Exercise prompt
Each line from the start of the entries through the line that contains "pub fn name(&self)" should be output exactly, please.

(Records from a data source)
^^^^^^^^^^^^^^^^

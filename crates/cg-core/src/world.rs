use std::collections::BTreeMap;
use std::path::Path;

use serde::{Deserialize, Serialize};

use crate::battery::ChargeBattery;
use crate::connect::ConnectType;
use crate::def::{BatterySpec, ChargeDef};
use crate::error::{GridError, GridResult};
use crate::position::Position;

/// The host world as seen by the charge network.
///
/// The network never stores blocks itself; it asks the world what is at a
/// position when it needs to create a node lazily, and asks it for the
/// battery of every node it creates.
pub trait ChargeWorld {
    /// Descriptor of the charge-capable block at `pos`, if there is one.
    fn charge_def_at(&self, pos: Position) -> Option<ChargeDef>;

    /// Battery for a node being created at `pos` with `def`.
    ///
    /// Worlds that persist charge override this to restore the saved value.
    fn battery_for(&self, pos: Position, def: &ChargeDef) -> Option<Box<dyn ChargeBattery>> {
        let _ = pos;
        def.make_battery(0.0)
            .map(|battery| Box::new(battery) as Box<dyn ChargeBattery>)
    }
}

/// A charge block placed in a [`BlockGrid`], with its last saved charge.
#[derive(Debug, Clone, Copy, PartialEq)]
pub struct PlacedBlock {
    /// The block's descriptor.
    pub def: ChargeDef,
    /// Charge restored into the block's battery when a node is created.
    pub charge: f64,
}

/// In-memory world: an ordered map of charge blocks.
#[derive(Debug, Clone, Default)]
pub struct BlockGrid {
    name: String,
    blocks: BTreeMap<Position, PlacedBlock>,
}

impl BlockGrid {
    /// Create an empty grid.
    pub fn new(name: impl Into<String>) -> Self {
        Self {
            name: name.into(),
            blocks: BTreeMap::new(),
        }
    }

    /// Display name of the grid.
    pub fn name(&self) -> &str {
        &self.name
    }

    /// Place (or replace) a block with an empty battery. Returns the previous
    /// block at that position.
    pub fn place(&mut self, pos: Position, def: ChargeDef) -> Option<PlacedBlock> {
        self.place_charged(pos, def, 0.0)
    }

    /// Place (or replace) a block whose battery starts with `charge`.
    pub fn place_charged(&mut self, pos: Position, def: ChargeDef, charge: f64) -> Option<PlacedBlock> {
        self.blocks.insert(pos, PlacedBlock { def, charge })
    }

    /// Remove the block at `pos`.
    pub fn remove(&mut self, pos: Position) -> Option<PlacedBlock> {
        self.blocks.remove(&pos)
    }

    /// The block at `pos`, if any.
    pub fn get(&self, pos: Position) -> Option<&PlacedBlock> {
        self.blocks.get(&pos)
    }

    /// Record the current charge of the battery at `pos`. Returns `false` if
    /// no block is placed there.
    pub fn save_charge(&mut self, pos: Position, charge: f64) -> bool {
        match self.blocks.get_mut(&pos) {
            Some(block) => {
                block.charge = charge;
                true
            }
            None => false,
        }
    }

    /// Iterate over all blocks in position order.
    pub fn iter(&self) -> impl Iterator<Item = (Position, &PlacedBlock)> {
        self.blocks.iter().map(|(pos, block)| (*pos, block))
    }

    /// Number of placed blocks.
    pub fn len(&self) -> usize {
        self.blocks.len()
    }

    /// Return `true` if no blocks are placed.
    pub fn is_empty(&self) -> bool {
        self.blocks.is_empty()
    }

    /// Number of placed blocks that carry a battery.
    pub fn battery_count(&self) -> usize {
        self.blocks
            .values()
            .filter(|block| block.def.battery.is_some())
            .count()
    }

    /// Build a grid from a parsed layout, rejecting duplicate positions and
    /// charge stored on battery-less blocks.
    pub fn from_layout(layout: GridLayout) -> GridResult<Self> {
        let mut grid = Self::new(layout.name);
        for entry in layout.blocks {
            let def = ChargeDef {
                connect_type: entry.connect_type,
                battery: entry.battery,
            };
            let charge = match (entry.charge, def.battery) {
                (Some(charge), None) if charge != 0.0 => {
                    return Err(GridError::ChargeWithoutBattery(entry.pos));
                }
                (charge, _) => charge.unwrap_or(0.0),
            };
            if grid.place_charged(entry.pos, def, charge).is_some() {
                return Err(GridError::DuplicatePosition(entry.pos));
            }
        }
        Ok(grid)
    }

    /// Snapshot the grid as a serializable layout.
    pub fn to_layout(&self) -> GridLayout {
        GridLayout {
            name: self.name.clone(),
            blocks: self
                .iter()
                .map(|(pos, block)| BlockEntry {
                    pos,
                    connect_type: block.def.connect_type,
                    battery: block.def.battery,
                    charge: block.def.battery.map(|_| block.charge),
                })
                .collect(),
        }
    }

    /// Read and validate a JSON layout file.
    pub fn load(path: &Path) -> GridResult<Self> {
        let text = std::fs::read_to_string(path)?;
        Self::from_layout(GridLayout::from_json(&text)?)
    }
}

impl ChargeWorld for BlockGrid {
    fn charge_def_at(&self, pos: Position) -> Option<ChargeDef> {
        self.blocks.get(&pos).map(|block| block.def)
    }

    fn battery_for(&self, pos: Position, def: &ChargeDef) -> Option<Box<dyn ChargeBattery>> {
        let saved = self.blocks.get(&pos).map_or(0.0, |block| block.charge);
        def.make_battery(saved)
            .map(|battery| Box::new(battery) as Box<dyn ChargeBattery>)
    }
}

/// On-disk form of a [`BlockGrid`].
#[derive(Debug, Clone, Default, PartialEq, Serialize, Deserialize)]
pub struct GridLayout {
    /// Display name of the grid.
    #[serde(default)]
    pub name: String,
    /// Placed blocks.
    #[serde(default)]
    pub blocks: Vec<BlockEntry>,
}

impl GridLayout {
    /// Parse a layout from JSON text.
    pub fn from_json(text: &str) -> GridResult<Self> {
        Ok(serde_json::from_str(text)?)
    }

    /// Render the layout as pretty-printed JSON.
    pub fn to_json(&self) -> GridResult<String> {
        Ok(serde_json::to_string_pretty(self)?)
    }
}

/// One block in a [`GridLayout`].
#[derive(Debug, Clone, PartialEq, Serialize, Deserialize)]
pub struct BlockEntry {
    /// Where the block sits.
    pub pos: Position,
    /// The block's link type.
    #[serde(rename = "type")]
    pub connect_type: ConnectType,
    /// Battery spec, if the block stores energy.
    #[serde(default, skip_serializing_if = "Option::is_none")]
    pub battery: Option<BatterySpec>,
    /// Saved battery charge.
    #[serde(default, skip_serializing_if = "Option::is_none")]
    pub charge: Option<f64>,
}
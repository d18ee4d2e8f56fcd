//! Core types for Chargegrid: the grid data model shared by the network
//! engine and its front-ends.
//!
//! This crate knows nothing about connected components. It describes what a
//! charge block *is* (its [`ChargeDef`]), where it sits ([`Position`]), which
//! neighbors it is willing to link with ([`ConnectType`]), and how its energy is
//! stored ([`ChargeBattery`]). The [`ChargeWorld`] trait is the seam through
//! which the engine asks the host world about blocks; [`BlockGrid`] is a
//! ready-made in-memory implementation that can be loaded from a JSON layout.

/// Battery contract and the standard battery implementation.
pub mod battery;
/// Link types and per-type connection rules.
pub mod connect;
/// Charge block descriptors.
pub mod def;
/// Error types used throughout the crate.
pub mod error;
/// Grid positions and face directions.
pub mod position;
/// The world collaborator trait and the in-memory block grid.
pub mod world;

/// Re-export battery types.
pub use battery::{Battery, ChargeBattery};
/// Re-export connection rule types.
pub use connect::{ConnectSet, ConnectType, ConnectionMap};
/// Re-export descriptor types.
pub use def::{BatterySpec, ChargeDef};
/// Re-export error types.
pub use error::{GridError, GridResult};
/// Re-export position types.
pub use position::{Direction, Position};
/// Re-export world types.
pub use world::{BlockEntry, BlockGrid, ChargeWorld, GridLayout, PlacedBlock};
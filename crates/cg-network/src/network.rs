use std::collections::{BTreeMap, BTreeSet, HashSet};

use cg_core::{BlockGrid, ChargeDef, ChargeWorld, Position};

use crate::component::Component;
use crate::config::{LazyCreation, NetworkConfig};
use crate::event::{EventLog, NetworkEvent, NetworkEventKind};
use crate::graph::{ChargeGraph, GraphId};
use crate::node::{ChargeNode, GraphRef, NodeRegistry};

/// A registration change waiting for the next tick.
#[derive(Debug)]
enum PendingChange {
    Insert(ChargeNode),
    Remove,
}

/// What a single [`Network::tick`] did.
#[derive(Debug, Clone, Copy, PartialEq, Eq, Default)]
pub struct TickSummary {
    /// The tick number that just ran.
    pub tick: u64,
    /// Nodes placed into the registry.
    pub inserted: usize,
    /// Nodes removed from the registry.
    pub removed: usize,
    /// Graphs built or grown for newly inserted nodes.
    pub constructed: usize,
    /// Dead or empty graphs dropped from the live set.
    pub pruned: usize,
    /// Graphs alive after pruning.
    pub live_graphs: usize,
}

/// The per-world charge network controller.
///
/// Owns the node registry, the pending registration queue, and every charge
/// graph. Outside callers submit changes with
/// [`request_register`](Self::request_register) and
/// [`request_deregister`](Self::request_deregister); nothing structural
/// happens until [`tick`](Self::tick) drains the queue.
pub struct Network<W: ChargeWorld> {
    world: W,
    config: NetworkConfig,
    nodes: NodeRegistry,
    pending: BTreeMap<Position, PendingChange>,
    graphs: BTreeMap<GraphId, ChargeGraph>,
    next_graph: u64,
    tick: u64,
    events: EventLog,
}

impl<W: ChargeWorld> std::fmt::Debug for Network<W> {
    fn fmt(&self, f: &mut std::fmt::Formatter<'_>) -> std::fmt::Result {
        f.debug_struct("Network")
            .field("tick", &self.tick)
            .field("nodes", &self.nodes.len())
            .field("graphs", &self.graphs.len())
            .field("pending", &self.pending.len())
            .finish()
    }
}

^^^^^^^^^^^^^^^^

Response to the task
filename crates/cg-core/src/world.rs
use std::collections::BTreeMap;
use std::path::Path;

use serde::{Deserialize, Serialize};

use crate::battery::ChargeBattery;
use crate::connect::ConnectType;
use crate::def::{BatterySpec, ChargeDef};
use crate::error::{GridError, GridResult};
use crate::position::Position;

/// The host world as seen by the charge network.
///
/// The network never stores blocks itself; it asks the world what is at a
/// position when it needs to create a node lazily, and asks it for the
/// battery of every node it creates.
pub trait ChargeWorld {
    /// Descriptor of the charge-capable block at `pos`, if there is one.
    fn charge_def_at(&self, pos: Position) -> Option<ChargeDef>;

    /// Battery for a node being created at `pos` with `def`.
    ///
    /// Worlds that persist charge override this to restore the saved value.
    fn battery_for(&self, pos: Position, def: &ChargeDef) -> Option<Box<dyn ChargeBattery>> {
        let _ = pos;
        def.make_battery(0.0)
            .map(|battery| Box::new(battery) as Box<dyn ChargeBattery>)
    }
}

/// A charge block placed in a [`BlockGrid`], with its last saved charge.
#[derive(Debug, Clone, Copy, PartialEq)]
pub struct PlacedBlock {
    /// The block's descriptor.
    pub def: ChargeDef,
    /// Charge restored into the block's battery when a node is created.
    pub charge: f64,
}

/// In-memory world: an ordered map of charge blocks.
#[derive(Debug, Clone, Default)]
pub struct BlockGrid {
    name: String,
    blocks: BTreeMap<Position, PlacedBlock>,
}

impl BlockGrid {
    /// Create an empty grid.
    pub fn new(name: impl Into<String>) -> Self {
        Self {
            name: name.into(),
            blocks: BTreeMap::new(),
        }
    }

    /// Display name of the grid.
    pub fn name(&self) -> &str {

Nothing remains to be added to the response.